--- Material to process Enclosed Below ---
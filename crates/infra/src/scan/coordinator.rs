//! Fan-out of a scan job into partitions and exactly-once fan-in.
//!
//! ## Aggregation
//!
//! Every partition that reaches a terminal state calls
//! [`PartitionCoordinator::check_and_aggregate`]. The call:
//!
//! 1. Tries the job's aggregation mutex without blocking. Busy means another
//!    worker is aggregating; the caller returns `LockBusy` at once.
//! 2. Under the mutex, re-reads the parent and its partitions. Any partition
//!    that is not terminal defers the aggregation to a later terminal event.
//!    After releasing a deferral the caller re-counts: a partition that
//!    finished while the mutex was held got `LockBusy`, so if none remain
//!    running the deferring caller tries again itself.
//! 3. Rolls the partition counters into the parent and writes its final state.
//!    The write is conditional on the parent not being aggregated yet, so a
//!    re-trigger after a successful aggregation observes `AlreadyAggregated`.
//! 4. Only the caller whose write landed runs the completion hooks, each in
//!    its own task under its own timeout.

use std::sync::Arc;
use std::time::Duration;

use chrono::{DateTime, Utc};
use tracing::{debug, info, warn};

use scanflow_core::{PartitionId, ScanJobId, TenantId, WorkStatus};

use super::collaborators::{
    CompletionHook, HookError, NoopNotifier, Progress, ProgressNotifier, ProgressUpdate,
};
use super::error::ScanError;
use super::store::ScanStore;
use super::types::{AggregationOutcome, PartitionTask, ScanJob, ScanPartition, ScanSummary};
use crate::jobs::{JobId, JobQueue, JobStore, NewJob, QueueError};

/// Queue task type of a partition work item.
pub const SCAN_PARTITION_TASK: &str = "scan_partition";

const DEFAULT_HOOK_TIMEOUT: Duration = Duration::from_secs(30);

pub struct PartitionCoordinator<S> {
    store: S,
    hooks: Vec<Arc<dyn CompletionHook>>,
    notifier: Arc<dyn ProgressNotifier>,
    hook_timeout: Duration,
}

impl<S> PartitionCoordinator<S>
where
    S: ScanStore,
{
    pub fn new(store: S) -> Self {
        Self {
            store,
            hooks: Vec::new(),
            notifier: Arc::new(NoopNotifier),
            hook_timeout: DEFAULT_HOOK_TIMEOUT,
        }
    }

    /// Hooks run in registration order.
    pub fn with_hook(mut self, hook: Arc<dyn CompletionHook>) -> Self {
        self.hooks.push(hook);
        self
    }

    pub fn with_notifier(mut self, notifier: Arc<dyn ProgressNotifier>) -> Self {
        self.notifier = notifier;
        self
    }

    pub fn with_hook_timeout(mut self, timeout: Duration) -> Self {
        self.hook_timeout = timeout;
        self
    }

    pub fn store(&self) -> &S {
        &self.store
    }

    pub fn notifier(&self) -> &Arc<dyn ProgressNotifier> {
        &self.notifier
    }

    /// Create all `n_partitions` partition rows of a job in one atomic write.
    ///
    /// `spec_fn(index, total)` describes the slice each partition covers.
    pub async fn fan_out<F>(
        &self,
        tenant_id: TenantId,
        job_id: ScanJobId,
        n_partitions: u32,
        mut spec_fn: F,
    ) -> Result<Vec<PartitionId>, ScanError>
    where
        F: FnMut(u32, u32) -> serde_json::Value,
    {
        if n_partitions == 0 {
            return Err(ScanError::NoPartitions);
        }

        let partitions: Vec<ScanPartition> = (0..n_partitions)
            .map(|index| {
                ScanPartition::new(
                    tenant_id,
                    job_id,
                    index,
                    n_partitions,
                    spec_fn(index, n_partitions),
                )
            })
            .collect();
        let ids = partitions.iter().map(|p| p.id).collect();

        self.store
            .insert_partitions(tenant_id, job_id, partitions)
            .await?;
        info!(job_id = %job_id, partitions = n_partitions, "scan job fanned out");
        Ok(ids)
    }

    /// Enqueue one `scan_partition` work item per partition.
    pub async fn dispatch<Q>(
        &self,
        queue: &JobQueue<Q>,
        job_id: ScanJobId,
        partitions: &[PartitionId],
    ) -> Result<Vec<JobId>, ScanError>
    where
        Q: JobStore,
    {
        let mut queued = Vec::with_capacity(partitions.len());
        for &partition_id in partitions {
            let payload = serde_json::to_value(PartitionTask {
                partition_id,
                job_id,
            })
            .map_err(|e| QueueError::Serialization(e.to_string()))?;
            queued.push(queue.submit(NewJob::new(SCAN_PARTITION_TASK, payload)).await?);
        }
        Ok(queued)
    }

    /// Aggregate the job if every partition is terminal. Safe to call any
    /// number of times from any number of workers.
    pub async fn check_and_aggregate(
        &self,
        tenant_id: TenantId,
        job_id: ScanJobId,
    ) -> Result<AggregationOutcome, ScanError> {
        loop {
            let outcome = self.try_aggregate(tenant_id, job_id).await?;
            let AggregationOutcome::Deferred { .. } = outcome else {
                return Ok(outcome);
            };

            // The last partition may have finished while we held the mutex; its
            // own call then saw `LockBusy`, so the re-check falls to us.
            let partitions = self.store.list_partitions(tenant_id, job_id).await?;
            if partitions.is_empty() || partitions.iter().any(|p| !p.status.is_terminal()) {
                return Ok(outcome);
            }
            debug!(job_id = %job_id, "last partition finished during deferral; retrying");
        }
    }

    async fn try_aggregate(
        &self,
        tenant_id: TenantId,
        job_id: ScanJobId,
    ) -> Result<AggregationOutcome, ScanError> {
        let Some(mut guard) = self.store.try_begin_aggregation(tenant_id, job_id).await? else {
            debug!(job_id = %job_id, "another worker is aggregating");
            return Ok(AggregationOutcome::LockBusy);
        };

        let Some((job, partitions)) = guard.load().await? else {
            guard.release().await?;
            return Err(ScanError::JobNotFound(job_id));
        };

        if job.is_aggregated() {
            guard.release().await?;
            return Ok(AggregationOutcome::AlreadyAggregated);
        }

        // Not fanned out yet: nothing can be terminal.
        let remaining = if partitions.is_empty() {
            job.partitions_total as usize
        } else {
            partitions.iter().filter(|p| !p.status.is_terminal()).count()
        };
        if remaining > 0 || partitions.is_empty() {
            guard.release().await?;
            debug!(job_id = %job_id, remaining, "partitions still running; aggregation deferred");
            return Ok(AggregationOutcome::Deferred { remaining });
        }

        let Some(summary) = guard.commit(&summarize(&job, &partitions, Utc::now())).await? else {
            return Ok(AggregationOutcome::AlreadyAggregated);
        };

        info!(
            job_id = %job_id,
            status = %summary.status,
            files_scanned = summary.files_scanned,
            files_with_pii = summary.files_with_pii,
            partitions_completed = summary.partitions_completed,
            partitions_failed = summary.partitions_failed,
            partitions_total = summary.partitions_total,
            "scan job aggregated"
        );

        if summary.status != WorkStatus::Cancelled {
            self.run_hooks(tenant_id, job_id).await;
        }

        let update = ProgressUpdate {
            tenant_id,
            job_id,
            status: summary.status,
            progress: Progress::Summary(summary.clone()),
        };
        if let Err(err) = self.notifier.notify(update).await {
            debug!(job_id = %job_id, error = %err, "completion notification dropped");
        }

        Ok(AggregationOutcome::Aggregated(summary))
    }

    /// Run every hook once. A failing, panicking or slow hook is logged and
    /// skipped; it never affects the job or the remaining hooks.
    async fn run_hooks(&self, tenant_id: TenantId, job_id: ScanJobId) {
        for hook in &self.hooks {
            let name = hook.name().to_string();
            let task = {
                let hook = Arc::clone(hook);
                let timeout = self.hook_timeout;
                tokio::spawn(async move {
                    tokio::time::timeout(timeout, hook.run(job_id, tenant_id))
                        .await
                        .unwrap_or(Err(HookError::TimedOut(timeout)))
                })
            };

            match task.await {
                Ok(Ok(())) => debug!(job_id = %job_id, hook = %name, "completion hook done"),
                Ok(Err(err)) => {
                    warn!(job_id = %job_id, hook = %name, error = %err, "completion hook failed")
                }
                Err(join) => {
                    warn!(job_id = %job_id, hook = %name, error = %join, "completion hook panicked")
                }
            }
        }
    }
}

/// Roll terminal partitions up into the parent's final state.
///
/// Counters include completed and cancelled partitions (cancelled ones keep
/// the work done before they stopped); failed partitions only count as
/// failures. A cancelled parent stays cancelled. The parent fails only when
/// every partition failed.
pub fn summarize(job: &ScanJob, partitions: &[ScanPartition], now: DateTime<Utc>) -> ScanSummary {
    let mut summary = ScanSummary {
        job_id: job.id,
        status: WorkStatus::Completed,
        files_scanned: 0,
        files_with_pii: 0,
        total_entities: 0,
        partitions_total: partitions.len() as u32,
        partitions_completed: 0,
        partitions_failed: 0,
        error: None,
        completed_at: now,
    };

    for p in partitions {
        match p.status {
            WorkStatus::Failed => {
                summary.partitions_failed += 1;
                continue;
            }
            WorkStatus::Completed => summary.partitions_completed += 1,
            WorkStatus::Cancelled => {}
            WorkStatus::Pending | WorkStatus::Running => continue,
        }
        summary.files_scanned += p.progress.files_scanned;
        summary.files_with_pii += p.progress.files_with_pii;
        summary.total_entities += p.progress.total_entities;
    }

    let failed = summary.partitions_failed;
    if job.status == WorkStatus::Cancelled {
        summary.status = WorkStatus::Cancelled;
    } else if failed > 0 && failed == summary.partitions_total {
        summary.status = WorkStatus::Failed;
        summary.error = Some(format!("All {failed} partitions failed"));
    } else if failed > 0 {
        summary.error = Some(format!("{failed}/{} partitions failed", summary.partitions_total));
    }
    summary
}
--- End of Enclosed Material to process ---
(Exercise) Set down the lines of the listing word for word, from its first line through the line containing "later terminal event.". Both of those lines belong in the answer, and no others do.

(Exercise output)
filename crates/infra/src/scan/coordinator.rs
//! Fan-out of a scan job into partitions and exactly-once fan-in.
//!
//! ## Aggregation
//!
//! Every partition that reaches a terminal state calls
//! [`PartitionCoordinator::check_and_aggregate`]. The call:
//!
//! 1. Tries the job's aggregation mutex without blocking. Busy means another
//!    worker is aggregating; the caller returns `LockBusy` at once.
//! 2. Under the mutex, re-reads the parent and its partitions. Any partition
//!    that is not terminal defers the aggregation to a later terminal event.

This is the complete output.